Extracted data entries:
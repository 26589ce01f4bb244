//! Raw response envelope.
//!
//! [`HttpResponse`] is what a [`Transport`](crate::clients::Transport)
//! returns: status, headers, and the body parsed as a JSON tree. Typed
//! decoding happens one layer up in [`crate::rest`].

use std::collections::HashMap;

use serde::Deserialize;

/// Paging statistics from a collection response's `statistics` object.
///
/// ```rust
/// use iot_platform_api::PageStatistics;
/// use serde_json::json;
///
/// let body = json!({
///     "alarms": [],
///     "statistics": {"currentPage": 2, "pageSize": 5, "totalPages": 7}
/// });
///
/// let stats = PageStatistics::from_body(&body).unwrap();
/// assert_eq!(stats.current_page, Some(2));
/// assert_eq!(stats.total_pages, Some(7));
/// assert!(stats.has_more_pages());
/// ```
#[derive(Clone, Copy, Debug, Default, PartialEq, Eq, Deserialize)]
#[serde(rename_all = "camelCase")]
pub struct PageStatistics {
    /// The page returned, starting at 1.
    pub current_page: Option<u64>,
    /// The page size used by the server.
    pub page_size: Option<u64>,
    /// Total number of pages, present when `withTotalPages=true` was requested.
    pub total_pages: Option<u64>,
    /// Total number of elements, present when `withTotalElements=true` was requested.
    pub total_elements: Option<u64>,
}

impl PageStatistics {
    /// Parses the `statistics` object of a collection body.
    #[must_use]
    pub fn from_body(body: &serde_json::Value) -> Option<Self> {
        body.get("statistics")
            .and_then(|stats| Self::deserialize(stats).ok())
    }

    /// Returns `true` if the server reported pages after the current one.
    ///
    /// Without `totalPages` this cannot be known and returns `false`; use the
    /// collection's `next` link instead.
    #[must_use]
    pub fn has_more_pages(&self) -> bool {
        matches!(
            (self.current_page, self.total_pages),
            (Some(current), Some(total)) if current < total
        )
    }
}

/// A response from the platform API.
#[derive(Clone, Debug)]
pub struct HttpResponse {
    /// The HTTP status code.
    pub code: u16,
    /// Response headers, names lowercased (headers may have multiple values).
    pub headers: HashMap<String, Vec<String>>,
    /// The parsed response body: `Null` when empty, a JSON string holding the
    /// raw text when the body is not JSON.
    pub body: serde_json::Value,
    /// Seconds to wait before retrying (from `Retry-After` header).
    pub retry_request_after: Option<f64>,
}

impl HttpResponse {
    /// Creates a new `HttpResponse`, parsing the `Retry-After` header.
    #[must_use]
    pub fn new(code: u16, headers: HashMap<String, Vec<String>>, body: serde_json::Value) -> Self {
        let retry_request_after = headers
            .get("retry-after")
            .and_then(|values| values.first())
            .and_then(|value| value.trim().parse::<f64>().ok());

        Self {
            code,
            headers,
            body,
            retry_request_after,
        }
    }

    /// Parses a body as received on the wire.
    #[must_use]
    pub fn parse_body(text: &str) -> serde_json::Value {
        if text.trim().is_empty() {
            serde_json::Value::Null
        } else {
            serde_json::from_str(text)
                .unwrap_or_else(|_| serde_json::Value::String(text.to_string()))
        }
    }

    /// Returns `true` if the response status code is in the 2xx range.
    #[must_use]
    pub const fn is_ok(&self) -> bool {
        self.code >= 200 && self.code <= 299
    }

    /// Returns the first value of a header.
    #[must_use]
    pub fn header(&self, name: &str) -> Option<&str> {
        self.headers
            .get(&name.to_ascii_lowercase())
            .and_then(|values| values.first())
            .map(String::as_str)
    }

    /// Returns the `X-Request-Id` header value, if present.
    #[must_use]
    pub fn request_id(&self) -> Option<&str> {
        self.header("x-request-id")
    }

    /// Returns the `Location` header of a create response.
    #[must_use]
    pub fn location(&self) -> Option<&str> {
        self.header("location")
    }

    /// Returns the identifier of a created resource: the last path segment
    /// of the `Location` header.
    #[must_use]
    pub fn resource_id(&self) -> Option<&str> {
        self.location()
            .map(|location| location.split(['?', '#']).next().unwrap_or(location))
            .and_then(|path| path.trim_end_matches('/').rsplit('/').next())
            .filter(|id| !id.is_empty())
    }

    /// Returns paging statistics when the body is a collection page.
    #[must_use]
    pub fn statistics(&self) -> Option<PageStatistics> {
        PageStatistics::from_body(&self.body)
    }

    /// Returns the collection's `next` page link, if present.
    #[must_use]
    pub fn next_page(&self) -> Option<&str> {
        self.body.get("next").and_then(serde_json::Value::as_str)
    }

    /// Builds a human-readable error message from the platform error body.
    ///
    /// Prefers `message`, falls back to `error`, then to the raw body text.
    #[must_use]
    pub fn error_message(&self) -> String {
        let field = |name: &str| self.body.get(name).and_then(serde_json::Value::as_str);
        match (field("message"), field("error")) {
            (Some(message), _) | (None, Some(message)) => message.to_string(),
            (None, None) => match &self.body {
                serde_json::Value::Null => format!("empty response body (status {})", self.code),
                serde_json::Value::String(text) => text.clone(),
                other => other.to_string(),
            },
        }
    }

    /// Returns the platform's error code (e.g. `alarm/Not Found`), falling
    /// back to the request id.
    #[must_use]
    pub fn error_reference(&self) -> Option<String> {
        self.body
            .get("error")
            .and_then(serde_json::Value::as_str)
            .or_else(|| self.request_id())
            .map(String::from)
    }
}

...

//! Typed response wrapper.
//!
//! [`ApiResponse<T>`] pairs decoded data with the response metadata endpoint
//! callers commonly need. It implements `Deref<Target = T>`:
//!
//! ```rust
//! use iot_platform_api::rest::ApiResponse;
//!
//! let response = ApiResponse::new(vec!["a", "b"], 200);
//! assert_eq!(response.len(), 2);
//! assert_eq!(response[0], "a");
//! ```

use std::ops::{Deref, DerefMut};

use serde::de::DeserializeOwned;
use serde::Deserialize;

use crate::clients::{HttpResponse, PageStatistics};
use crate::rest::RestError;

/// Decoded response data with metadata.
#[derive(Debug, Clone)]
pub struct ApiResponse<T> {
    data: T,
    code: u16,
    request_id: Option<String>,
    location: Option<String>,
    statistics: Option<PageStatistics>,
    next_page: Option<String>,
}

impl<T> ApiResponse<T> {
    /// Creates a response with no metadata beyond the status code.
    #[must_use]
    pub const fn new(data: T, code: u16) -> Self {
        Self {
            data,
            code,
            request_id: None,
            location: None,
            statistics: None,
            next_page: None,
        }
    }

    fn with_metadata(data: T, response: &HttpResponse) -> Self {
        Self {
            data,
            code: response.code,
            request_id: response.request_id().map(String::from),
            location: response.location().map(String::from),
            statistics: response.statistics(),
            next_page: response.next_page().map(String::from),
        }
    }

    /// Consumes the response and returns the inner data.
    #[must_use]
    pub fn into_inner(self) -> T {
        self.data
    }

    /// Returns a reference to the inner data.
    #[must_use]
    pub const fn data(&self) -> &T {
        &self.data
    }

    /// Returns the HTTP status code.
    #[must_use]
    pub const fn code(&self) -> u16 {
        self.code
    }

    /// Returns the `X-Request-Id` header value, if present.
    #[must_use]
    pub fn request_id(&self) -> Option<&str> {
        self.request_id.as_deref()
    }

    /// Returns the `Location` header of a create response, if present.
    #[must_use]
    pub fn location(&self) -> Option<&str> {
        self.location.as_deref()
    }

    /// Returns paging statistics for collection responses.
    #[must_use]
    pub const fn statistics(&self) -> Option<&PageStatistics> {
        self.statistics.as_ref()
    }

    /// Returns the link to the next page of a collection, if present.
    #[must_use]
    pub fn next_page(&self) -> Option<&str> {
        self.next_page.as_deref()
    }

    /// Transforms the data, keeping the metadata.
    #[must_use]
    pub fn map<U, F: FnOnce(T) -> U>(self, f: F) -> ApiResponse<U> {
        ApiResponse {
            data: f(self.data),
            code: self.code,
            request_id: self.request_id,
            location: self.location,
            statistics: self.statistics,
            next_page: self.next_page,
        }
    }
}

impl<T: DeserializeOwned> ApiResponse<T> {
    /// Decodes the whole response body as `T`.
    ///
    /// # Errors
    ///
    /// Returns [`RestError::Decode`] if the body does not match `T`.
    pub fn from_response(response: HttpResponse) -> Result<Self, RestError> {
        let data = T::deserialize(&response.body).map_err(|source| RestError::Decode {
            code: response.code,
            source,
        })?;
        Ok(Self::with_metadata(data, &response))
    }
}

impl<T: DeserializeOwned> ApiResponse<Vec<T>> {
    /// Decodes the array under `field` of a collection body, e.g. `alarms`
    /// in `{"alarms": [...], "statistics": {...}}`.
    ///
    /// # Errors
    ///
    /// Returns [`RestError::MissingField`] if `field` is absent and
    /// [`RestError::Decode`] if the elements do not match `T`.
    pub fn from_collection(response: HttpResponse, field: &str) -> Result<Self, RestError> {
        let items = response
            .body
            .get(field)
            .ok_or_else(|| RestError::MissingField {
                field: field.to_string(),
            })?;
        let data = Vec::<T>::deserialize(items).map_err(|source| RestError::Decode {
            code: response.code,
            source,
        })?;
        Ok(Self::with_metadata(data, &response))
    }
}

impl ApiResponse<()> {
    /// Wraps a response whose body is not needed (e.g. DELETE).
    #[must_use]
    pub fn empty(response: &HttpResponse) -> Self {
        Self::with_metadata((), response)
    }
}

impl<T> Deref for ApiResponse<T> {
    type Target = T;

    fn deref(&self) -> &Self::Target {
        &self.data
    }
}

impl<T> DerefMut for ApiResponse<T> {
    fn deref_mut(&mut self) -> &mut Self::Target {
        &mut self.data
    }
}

...

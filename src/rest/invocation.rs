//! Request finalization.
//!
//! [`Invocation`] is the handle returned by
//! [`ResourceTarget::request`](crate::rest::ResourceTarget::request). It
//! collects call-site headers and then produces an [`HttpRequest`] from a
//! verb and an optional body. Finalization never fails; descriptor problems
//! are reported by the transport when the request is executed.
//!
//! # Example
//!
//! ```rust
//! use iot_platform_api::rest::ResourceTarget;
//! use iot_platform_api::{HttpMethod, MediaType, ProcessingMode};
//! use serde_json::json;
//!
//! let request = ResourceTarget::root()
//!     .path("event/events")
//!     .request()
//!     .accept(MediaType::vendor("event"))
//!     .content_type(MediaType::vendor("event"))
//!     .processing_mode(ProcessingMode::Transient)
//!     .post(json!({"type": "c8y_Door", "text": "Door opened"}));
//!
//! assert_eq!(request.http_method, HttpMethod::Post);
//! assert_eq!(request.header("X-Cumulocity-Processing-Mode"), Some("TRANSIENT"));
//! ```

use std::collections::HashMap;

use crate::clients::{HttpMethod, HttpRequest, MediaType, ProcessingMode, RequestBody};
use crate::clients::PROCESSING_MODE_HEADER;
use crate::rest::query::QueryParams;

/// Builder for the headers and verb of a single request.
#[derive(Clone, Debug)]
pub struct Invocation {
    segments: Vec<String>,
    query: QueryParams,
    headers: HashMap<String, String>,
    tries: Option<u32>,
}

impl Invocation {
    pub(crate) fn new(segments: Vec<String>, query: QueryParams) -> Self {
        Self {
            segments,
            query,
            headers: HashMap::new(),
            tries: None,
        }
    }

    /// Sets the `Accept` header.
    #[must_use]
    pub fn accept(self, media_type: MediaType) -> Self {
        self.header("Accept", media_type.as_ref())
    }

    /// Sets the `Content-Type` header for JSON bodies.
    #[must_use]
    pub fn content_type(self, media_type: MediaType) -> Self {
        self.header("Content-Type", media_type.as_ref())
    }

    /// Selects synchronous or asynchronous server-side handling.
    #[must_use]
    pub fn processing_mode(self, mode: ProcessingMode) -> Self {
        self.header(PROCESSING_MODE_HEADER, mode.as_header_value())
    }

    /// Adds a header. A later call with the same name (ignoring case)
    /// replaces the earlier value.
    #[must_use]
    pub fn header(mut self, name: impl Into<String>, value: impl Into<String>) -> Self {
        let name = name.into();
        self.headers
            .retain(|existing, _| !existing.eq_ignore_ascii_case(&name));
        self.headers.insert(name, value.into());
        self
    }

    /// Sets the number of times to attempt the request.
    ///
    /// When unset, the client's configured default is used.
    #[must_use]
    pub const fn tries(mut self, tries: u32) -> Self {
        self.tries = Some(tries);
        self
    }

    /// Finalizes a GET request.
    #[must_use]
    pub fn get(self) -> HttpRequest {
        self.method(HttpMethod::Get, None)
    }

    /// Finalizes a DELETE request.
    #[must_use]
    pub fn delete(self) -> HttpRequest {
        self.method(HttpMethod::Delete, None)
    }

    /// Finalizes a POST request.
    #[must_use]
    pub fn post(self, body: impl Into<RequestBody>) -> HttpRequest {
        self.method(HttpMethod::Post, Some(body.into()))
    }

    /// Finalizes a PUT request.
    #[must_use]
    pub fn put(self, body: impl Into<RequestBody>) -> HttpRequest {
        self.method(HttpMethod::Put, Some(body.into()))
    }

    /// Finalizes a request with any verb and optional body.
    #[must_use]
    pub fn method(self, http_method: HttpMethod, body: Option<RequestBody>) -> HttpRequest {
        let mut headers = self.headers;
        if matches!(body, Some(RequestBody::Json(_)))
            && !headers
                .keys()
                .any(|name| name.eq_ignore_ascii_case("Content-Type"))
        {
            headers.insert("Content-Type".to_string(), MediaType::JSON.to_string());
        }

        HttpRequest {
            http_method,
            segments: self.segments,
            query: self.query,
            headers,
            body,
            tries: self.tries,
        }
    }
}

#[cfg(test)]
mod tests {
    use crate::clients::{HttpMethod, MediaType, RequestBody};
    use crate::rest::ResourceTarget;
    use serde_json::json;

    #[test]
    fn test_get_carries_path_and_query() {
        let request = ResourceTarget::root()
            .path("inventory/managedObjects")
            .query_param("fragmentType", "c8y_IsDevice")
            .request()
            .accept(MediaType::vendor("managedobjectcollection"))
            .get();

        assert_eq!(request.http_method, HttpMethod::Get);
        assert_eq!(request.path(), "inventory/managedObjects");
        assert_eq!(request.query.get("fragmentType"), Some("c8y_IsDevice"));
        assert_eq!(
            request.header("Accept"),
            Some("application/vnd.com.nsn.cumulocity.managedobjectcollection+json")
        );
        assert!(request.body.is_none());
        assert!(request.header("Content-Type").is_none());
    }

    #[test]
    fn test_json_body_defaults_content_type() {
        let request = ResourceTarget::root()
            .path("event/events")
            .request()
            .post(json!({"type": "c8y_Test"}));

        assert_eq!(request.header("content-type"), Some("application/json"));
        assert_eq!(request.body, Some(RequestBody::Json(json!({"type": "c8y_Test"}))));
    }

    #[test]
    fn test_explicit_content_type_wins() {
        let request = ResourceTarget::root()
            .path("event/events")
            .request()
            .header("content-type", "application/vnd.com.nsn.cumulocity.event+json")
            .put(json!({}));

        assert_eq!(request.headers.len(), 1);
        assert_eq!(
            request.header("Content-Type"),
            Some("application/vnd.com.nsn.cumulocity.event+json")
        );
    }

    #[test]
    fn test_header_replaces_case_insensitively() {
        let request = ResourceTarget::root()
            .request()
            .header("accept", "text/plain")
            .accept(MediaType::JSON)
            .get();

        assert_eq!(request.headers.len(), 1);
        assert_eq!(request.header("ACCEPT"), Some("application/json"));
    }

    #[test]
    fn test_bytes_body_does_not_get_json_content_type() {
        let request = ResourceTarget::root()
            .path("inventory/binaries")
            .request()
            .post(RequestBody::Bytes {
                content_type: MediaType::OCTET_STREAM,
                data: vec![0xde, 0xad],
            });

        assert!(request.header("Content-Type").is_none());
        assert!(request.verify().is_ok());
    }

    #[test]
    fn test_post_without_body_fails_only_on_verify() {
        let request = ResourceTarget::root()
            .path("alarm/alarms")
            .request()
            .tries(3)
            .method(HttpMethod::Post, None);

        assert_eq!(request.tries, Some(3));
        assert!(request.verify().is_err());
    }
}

• [REQUIRED WORK]: Respond with one number only: how many lines of the data contain "alarms".

• [SOLUTION TO THIS TASK]: 4